Sainte Berthe eut pour
père un comte du palais, sous Clovis II, roi de France. Le sang des
princes et des héros coulait dans ses veines ; mais sa gloire est
d'avoir eu deux saintes pour filles. La mère de Berthe ne voulut
point
confier à des mains étrangères le précieux trésor commis par Dieu à
sa garde, et elle fit sucer à l'enfant, avec le lait de son sein, le
lait de la piété et de la vertu de son cœur ; aussi cette tendre
plante, cultivée par des mains si pures, donna-t-elle, dès les
premiers printemps, les fleurs et les fruits les plus suaves de
sainteté, au point qu'elle eut bientôt la réputation d'être la fille
la plus belle, la plus aimable et la plus vertueuse de son siècle.
À l'âge de vingt ans,
elle fut mariée au noble seigneur Sigefroy, et, ayant été le modèle
des jeunes filles, elle devint le modèle des épouses et des mères.
Après vingt ans d'une union que ne troublèrent jamais les nuages des
passions, Berthe, devenue veuve, libre de toute entrave terrestre,
résolut de se consacrer entièrement à Dieu dans la vie monastique.
Le démon sans doute
voulut décourager la Sainte : elle eut révélation, pendant son
absence, que son premier monastère, bâti dans ses domaines, s'était
écroulé entièrement.
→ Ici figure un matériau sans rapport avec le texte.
//! Running chosen actions and folding results into the conversation.

use autoclaw_core::{
    Action, ActionContext, ActionError, ActionParams, ActionResult, AgentInternalState, Message,
    MessageToolCall, Observable, Progress,
};
use std::sync::Arc;
use tokio_util::sync::CancellationToken;
use tracing::{info, warn};

use crate::agent::Agent;
use crate::control::{self, ControlAction, NewConversationPayload};
use crate::error::AgentError;
use crate::job::Job;
use crate::prompts;

/// Append the call and its result the way the model would have produced them.
pub(crate) fn fold_action(
    conversation: &mut Vec<Message>,
    name: &str,
    params: &ActionParams,
    result: &str,
) {
    let call = MessageToolCall::new(name, params.to_string());
    let id = call.id.clone();
    conversation.push(Message::assistant_tool_call(call));
    conversation.push(Message::tool_result(id, result));
}

impl Agent {
    /// Run an ordinary action. Its errors become result text; only
    /// cancellation ends the job.
    pub(crate) async fn run_action(
        &self,
        job: &Job,
        token: &CancellationToken,
        action: &Arc<dyn Action>,
        params: ActionParams,
        parent: Option<&Observable>,
    ) -> Result<ActionResult, AgentError> {
        let name = action.definition().name;
        let mut obs = self.open_observable(
            parent,
            &format!("action: {name}"),
            "gear",
            Some(serde_json::Value::Object(params.0.clone())),
        );
        let ctx = ActionContext {
            cancel: token.clone(),
            metadata: job.metadata.clone(),
        };

        let outcome = tokio::select! {
            biased;
            _ = token.cancelled() => {
                self.close_observable(obs, Some(AgentError::Expired.to_string()));
                return Err(AgentError::Expired);
            }
            r = action.run(&ctx, params) => r,
        };

        let result = match outcome {
            Ok(result) => result,
            Err(ActionError::Cancelled(_)) if token.is_cancelled() => {
                self.close_observable(obs, Some(AgentError::Expired.to_string()));
                return Err(AgentError::Expired);
            }
            Err(e) => {
                warn!(agent = %self.name, job_id = %job.uuid, action = %name, "Action failed: {e}");
                ActionResult::text(format!("Error running tool: {e}"))
            }
        };

        if let Some(o) = obs.as_mut() {
            o.push_progress(Progress {
                action_result: Some(result.result.clone()),
                ..Default::default()
            });
        }
        self.close_observable(obs, None);
        Ok(result)
    }

    /// Replace the HUD and persist it. The only writer of the internal state.
    pub(crate) fn update_state(
        &self,
        conversation: &mut Vec<Message>,
        params: &ActionParams,
    ) -> Result<ActionResult, AgentError> {
        let state: AgentInternalState = control::payload(ControlAction::State, params)?;
        self.lock().current_state = state.clone();

        if let Some(store) = &self.store
            && let Err(e) = store.save_state(&self.name, &state)
        {
            warn!(agent = %self.name, "Failed to persist internal state: {e}");
        }
        info!(agent = %self.name, goal = %state.goal, "Internal state updated");

        conversation.push(Message::system(prompts::state_updated(&state)));
        Ok(ActionResult::text("State updated"))
    }

    /// Hand a new conversation to the subscriber fan-out.
    pub(crate) async fn start_conversation(
        &self,
        token: &CancellationToken,
        params: &ActionParams,
    ) -> Result<ActionResult, AgentError> {
        let payload: NewConversationPayload =
            control::payload(ControlAction::NewConversation, params)?;
        let message = Message::assistant(payload.message);

        tokio::select! {
            biased;
            _ = token.cancelled() => return Err(AgentError::Expired),
            sent = self.conv_tx.send(message) => {
                if sent.is_err() {
                    warn!(agent = %self.name, "Conversation channel closed");
                }
            }
        }
        Ok(ActionResult::text("conversation started"))
    }
}

#[cfg(test)]
mod tests {
    use super::*;
    use crate::agent::AgentBuilder;
    use crate::persistence::{FileStateStore, StateStore};
    use crate::test_helpers::*;

    #[test]
    fn fold_links_result_to_call() {
        let mut conv = vec![Message::user("weather?")];
        let params = ActionParams::new().with("city", "boston");
        fold_action(&mut conv, "get_weather", &params, "30C");

        assert_eq!(conv.len(), 3);
        let call = &conv[1].tool_calls[0];
        assert_eq!(call.name, "get_weather");
        assert_eq!(call.arguments, r#"{"city":"boston"}"#);
        assert_eq!(conv[2].tool_call_id.as_deref(), Some(call.id.as_str()));
        assert_eq!(conv[2].content, "30C");
    }

    #[tokio::test]
    async fn action_errors_become_result_text() {
        let agent = AgentBuilder::new("tester", Arc::new(SequentialMockProvider::new(vec![])))
            .build()
            .await
            .unwrap();
        let action: Arc<dyn Action> = Arc::new(FailingAction);
        let job = Job::new();

        let result = agent
            .run_action(&job, &CancellationToken::new(), &action, ActionParams::new(), None)
            .await
            .unwrap();
        assert!(result.result.starts_with("Error running tool:"));
        assert!(result.result.contains("service unavailable"));
    }

    #[tokio::test]
    async fn action_sees_job_metadata() {
        let agent = AgentBuilder::new("tester", Arc::new(SequentialMockProvider::new(vec![])))
            .build()
            .await
            .unwrap();
        let action: Arc<dyn Action> = Arc::new(MetadataAction);
        let job = Job::new().with_metadata(crate::job::REMINDER_KEY, true);

        let result = agent
            .run_action(&job, &CancellationToken::new(), &action, ActionParams::new(), None)
            .await
            .unwrap();
        assert_eq!(result.result, "reminder");
    }

    #[tokio::test]
    async fn state_update_persists_and_notes() {
        let dir = tempfile::tempdir().unwrap();
        let store = Arc::new(FileStateStore::new(dir.path()));
        let agent = AgentBuilder::new("tester", Arc::new(SequentialMockProvider::new(vec![])))
            .with_state_store(store.clone())
            .build()
            .await
            .unwrap();

        let mut conv = Vec::new();
        let params = ActionParams::new()
            .with("goal", "learn rust")
            .with("now_doing", "reading");
        let result = agent.update_state(&mut conv, &params).unwrap();

        assert_eq!(result.result, "State updated");
        assert_eq!(agent.current_state().goal, "learn rust");
        assert_eq!(store.load_state("tester").unwrap().now_doing, "reading");
        assert_eq!(conv.len(), 1);
        assert!(conv[0].content.starts_with("Internal state updated:"));
    }

    #[tokio::test]
    async fn bad_state_payload_is_fatal() {
        let agent = AgentBuilder::new("tester", Arc::new(SequentialMockProvider::new(vec![])))
            .build()
            .await
            .unwrap();
        let mut conv = Vec::new();
        let params = ActionParams::new().with("memories", "not a list");
        let err = agent.update_state(&mut conv, &params).unwrap_err();
        assert!(matches!(err, AgentError::InvalidPayload { .. }));
        assert!(conv.is_empty());
    }
}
Sa soumission à la Volonté de Dieu fut
parfaite, sa résolution resta inébranlable, et, après trois jours de
jeûne et de prière, un ange vint montrer à Berthe le lieu où son
monastère devait être reconstruit et le plan qu'elle devait adopter.
Deux ans après, l'un des plus beaux couvents de l'époque s'élevait
et recevait la bénédiction de l'Église ; ce même jour, la sainte et
ses filles, Gertrude et Déotile, recevaient le voile et se
consacraient à Dieu, et bientôt le monastère se remplissait d'âmes
d'élite éprises de la vie religieuse.
Quelques années plus
tard, Berthe renonçait à son titre d'abbesse pour le transférer à sa
fille Déotile, pendant qu'elle-même, retirée dans un lieu solitaire
voisin de la communauté, menait une vie tout angélique et ne
conversait plus qu'avec Dieu. Quand elle sentit l'approche de la
mort, elle fit appeler sa fille Gertrude (car Déotile avait quitté
ce monde) et toutes les religieuses, leur adressa les plus
touchantes exhortations, et leur donna rendez-vous, après les
épreuves de la vie, dans la Patrie éternelle. Avant de mourir, elle
aperçut un Ange gardien qui lui présentait une Croix lumineuse, et
entendit un concert céleste, prélude des harmonies célestes.